Es handelt sich konkret um den russischen Waffenhändler Viktor Bout, der in Afrika als „Händler des Todes“ bekannt ist, nach dem gleichnamigen Spielfilm mit Hollywood-Schauspieler Nicolas Cage, der die Waffengeschäfte von Bout nachzeichnete. Der gelernte Pilot, einst als KGB-Spion in Angola stationiert, lieferte nach dem Zerfall der Sowjetunion Kriegsgerät für fast jeden Bürgerkrieg des Kontinents aus Sowjetbeständen.
Laut taz-Recherchen haben sich in den vergangenen Wochen Wagners Propagandachef Schugalei und Bout mindestens dreimal in Russland getroffen, zuletzt am 11. August in Uljanowsk im Herzen Russlands, wo Bout für einen Sitz im Regionalparlament kandidieren will.

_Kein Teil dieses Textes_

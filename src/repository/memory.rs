//! In-process unit of work
//!
//! Keeps loans and installments in memory with the same constraints the
//! PostgreSQL schema enforces (unique ids, one active loan per borrower,
//! installments owned by an existing loan, paid stamps set once).
//! Transactions stage their writes on a private copy and replay them against
//! the shared state on commit, so a write that lost a race surfaces as a
//! `Conflict` at commit time. Individual operations can be made to fail with
//! [`MemoryUnitOfWork::fail_on`], or parked mid-workflow with
//! [`MemoryUnitOfWork::hold_next`] so two workflows can be interleaved.

use std::collections::{HashMap, HashSet};
use std::sync::atomic::{AtomicUsize, Ordering};
use std::sync::{Arc, Mutex, MutexGuard};

use async_trait::async_trait;
use chrono::{DateTime, Utc};
use tokio::sync::Notify;
use uuid::Uuid;

use super::{
    InstallmentRepository, LoanRepository, RepositoryError, RepositoryResult, UnitOfWork,
};
use crate::loan::{Installment, Loan};

/// Operation that can be forced to fail
#[derive(Debug, Clone, Copy, PartialEq, Eq, Hash)]
pub enum FailPoint {
    Begin,
    Commit,
    Rollback,
    CreateLoan,
    GetActiveLoans,
    HasSettledLoan,
    SetLoanActive,
    CreateInstallments,
    SetInstallmentPaid,
    GetInstallments,
    Ping,
}

/// A call parked by [`MemoryUnitOfWork::hold_next`]
#[derive(Debug, Clone)]
pub struct Hold {
    parked: Arc<Notify>,
    release: Arc<Notify>,
}

impl Hold {
    /// Resolves once the held call has arrived and is waiting
    pub async fn parked(&self) {
        self.parked.notified().await;
    }

    /// Let the held call continue
    pub fn release(&self) {
        self.release.notify_one();
    }
}

/// Committed (or staged) records
#[derive(Debug, Clone, Default)]
pub struct StoreState {
    pub loans: Vec<Loan>,
    pub installments: Vec<Installment>,
}

#[derive(Debug, Clone)]
enum Write {
    CreateLoan(Loan),
    CreateInstallments(Vec<Installment>),
    SetLoanActive(Uuid, bool),
    SetInstallmentPaid(Uuid, DateTime<Utc>),
}

impl StoreState {
    pub fn active_loans(&self, borrower_id: &str) -> Vec<Loan> {
        self.loans
            .iter()
            .filter(|l| l.borrower_id == borrower_id && l.active && l.deleted_at.is_none())
            .cloned()
            .collect()
    }

    pub fn installments_for(&self, loan_id: Uuid) -> Vec<Installment> {
        let mut installments: Vec<Installment> = self
            .installments
            .iter()
            .filter(|i| i.loan_id == loan_id)
            .cloned()
            .collect();
        installments.sort_by_key(|i| i.window_start);
        installments
    }

    fn apply(&mut self, write: &Write) -> RepositoryResult<()> {
        match write {
            Write::CreateLoan(loan) => {
                if self.loans.iter().any(|l| l.id == loan.id) {
                    return Err(RepositoryError::Conflict(format!("loan {} exists", loan.id)));
                }
                if loan.active && !self.active_loans(&loan.borrower_id).is_empty() {
                    return Err(RepositoryError::Conflict(format!(
                        "borrower {} already has an active loan",
                        loan.borrower_id
                    )));
                }
                self.loans.push(loan.clone());
            }
            Write::CreateInstallments(installments) => {
                for installment in installments {
                    if !self.loans.iter().any(|l| l.id == installment.loan_id) {
                        return Err(RepositoryError::NotFound(format!(
                            "loan {}",
                            installment.loan_id
                        )));
                    }
                    if self.installments.iter().any(|i| i.id == installment.id) {
                        return Err(RepositoryError::Conflict(format!(
                            "installment {} exists",
                            installment.id
                        )));
                    }
                }
                self.installments.extend(installments.iter().cloned());
            }
            Write::SetLoanActive(loan_id, active) => {
                let loan = self
                    .loans
                    .iter_mut()
                    .find(|l| l.id == *loan_id)
                    .ok_or_else(|| RepositoryError::NotFound(format!("loan {}", loan_id)))?;
                loan.active = *active;
            }
            Write::SetInstallmentPaid(installment_id, paid_at) => {
                let installment = self
                    .installments
                    .iter_mut()
                    .find(|i| i.id == *installment_id)
                    .ok_or_else(|| {
                        RepositoryError::NotFound(format!("installment {}", installment_id))
                    })?;
                if installment.paid_at.is_some() {
                    return Err(RepositoryError::Conflict(format!(
                        "installment {} is already paid",
                        installment_id
                    )));
                }
                installment.paid_at = Some(*paid_at);
            }
        }
        Ok(())
    }
}

/// Open in-memory transaction
#[derive(Debug)]
pub struct MemoryTx {
    staged: StoreState,
    journal: Vec<Write>,
}

/// In-memory unit of work with fault injection and call counters
#[derive(Debug, Default)]
pub struct MemoryUnitOfWork {
    state: Mutex<StoreState>,
    faults: Mutex<HashSet<FailPoint>>,
    holds: Mutex<HashMap<FailPoint, Hold>>,
    begins: AtomicUsize,
    commits: AtomicUsize,
    rollbacks: AtomicUsize,
}

impl MemoryUnitOfWork {
    pub fn new() -> Self {
        Self::default()
    }

    /// Make every subsequent call of `point` fail with `Unavailable`
    pub fn fail_on(&self, point: FailPoint) {
        lock(&self.faults).insert(point);
    }

    pub fn clear_faults(&self) {
        lock(&self.faults).clear();
    }

    /// Park the next call of `point` until the returned hold is released.
    /// Later calls of `point` pass straight through.
    pub fn hold_next(&self, point: FailPoint) -> Hold {
        let hold = Hold {
            parked: Arc::new(Notify::new()),
            release: Arc::new(Notify::new()),
        };
        lock(&self.holds).insert(point, hold.clone());
        hold
    }

    /// Insert a loan and its installments directly, outside any transaction
    pub fn seed(&self, loan: Loan, installments: Vec<Installment>) -> RepositoryResult<()> {
        let mut state = lock(&self.state);
        let mut next = state.clone();
        next.apply(&Write::CreateLoan(loan))?;
        next.apply(&Write::CreateInstallments(installments))?;
        *state = next;
        Ok(())
    }

    /// Copy of the committed records
    pub fn snapshot(&self) -> StoreState {
        lock(&self.state).clone()
    }

    pub fn begin_count(&self) -> usize {
        self.begins.load(Ordering::SeqCst)
    }

    pub fn commit_count(&self) -> usize {
        self.commits.load(Ordering::SeqCst)
    }

    pub fn rollback_count(&self) -> usize {
        self.rollbacks.load(Ordering::SeqCst)
    }

    async fn enter(&self, point: FailPoint) -> RepositoryResult<()> {
        let hold = lock(&self.holds).remove(&point);
        if let Some(hold) = hold {
            hold.parked.notify_one();
            hold.release.notified().await;
        }
        self.check(point)
    }

    fn check(&self, point: FailPoint) -> RepositoryResult<()> {
        if lock(&self.faults).contains(&point) {
            return Err(RepositoryError::Unavailable(format!(
                "injected failure at {:?}",
                point
            )));
        }
        Ok(())
    }
}

fn lock<T>(mutex: &Mutex<T>) -> MutexGuard<'_, T> {
    mutex.lock().unwrap_or_else(|poisoned| poisoned.into_inner())
}

enum Target<'a> {
    Shared(&'a Mutex<StoreState>),
    Staged(&'a mut MemoryTx),
}

impl Target<'_> {
    fn read<T>(&self, f: impl FnOnce(&StoreState) -> T) -> T {
        match self {
            Target::Shared(state) => f(&*lock(*state)),
            Target::Staged(tx) => f(&tx.staged),
        }
    }

    fn write(&mut self, write: Write) -> RepositoryResult<()> {
        match self {
            Target::Shared(state) => lock(*state).apply(&write),
            Target::Staged(tx) => {
                tx.staged.apply(&write)?;
                tx.journal.push(write);
                Ok(())
            }
        }
    }
}

/// Memory-backed repository for both loans and installments
pub struct MemoryRepository<'a> {
    uow: &'a MemoryUnitOfWork,
    target: Target<'a>,
}

#[async_trait]
impl<'a> LoanRepository for MemoryRepository<'a> {
    async fn create_loan(&mut self, loan: &Loan) -> RepositoryResult<()> {
        self.uow.enter(FailPoint::CreateLoan).await?;
        self.target.write(Write::CreateLoan(loan.clone()))
    }

    async fn get_active_loans_by_borrower(
        &mut self,
        borrower_id: &str,
    ) -> RepositoryResult<Vec<Loan>> {
        self.uow.enter(FailPoint::GetActiveLoans).await?;
        Ok(self.target.read(|state| state.active_loans(borrower_id)))
    }

    async fn has_settled_loan(&mut self, borrower_id: &str) -> RepositoryResult<bool> {
        self.uow.enter(FailPoint::HasSettledLoan).await?;
        Ok(self.target.read(|state| {
            state
                .loans
                .iter()
                .any(|l| l.borrower_id == borrower_id && !l.active && l.deleted_at.is_none())
        }))
    }

    async fn set_loan_active(&mut self, loan_id: Uuid, active: bool) -> RepositoryResult<()> {
        self.uow.enter(FailPoint::SetLoanActive).await?;
        self.target.write(Write::SetLoanActive(loan_id, active))
    }
}

#[async_trait]
impl<'a> InstallmentRepository for MemoryRepository<'a> {
    async fn create_installments(&mut self, installments: &[Installment]) -> RepositoryResult<()> {
        self.uow.enter(FailPoint::CreateInstallments).await?;
        self.target
            .write(Write::CreateInstallments(installments.to_vec()))
    }

    async fn set_installment_paid(
        &mut self,
        installment_id: Uuid,
        paid_at: DateTime<Utc>,
    ) -> RepositoryResult<()> {
        self.uow.enter(FailPoint::SetInstallmentPaid).await?;
        self.target
            .write(Write::SetInstallmentPaid(installment_id, paid_at))
    }

    async fn get_installments_by_loan(
        &mut self,
        loan_id: Uuid,
    ) -> RepositoryResult<Vec<Installment>> {
        self.uow.enter(FailPoint::GetInstallments).await?;
        Ok(self.target.read(|state| state.installments_for(loan_id)))
    }
}

#[async_trait]
impl UnitOfWork for MemoryUnitOfWork {
    type Tx = MemoryTx;

    async fn begin(&self) -> RepositoryResult<Self::Tx> {
        self.begins.fetch_add(1, Ordering::SeqCst);
        self.enter(FailPoint::Begin).await?;
        Ok(MemoryTx {
            staged: self.snapshot(),
            journal: Vec::new(),
        })
    }

    async fn commit(&self, tx: Self::Tx) -> RepositoryResult<()> {
        self.commits.fetch_add(1, Ordering::SeqCst);
        self.enter(FailPoint::Commit).await?;

        let mut state = lock(&self.state);
        let mut next = state.clone();
        for write in &tx.journal {
            next.apply(write)?;
        }
        *state = next;
        Ok(())
    }

    async fn rollback(&self, _tx: Self::Tx) -> RepositoryResult<()> {
        self.rollbacks.fetch_add(1, Ordering::SeqCst);
        self.enter(FailPoint::Rollback).await
    }

    async fn ping(&self) -> RepositoryResult<()> {
        self.enter(FailPoint::Ping).await
    }

    fn loans(&self) -> Box<dyn LoanRepository + '_> {
        Box::new(MemoryRepository {
            uow: self,
            target: Target::Shared(&self.state),
        })
    }

    fn installments(&self) -> Box<dyn InstallmentRepository + '_> {
        Box::new(MemoryRepository {
            uow: self,
            target: Target::Shared(&self.state),
        })
    }

    fn tx_loans<'t>(&'t self, tx: &'t mut Self::Tx) -> Box<dyn LoanRepository + 't> {
        Box::new(MemoryRepository {
            uow: self,
            target: Target::Staged(tx),
        })
    }

    fn tx_installments<'t>(
        &'t self,
        tx: &'t mut Self::Tx,
    ) -> Box<dyn InstallmentRepository + 't> {
        Box::new(MemoryRepository {
            uow: self,
            target: Target::Staged(tx),
        })
    }
}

Russlands berühmtester Waffenhändler ist erst seit rund acht Monaten wieder frei. Er wurde im Dezember 2022 durch einen Gefangenenaustausch aus den USA nach Russland überstellt. In den USA war er 2012 unter anderem wegen Terrorismus zu 25 Jahren Haft verurteilt worden. Er war 2008 in Thailand verhaftet worden, als er versuchte, Waffen an kolumbianische Rebellen und Drogenkartelle zu verkaufen.
Wagner-Chef braucht Flieger
Russlands Präsident Wladimir Putin ließ Bout nach seiner Rückgabe direkt laufen, die beiden teilen eine gemeinsame Vergangenheit beim sowjetischen Geheimdienst KGB. Daraufhin trat Bout in Russlands ultranationalistische Liberaldemokratische Partei ein, die Putins Ukrainekrieg lautstark unterstützt, und sie will er nun im Regionalparlament in Uljanowsk vertreten.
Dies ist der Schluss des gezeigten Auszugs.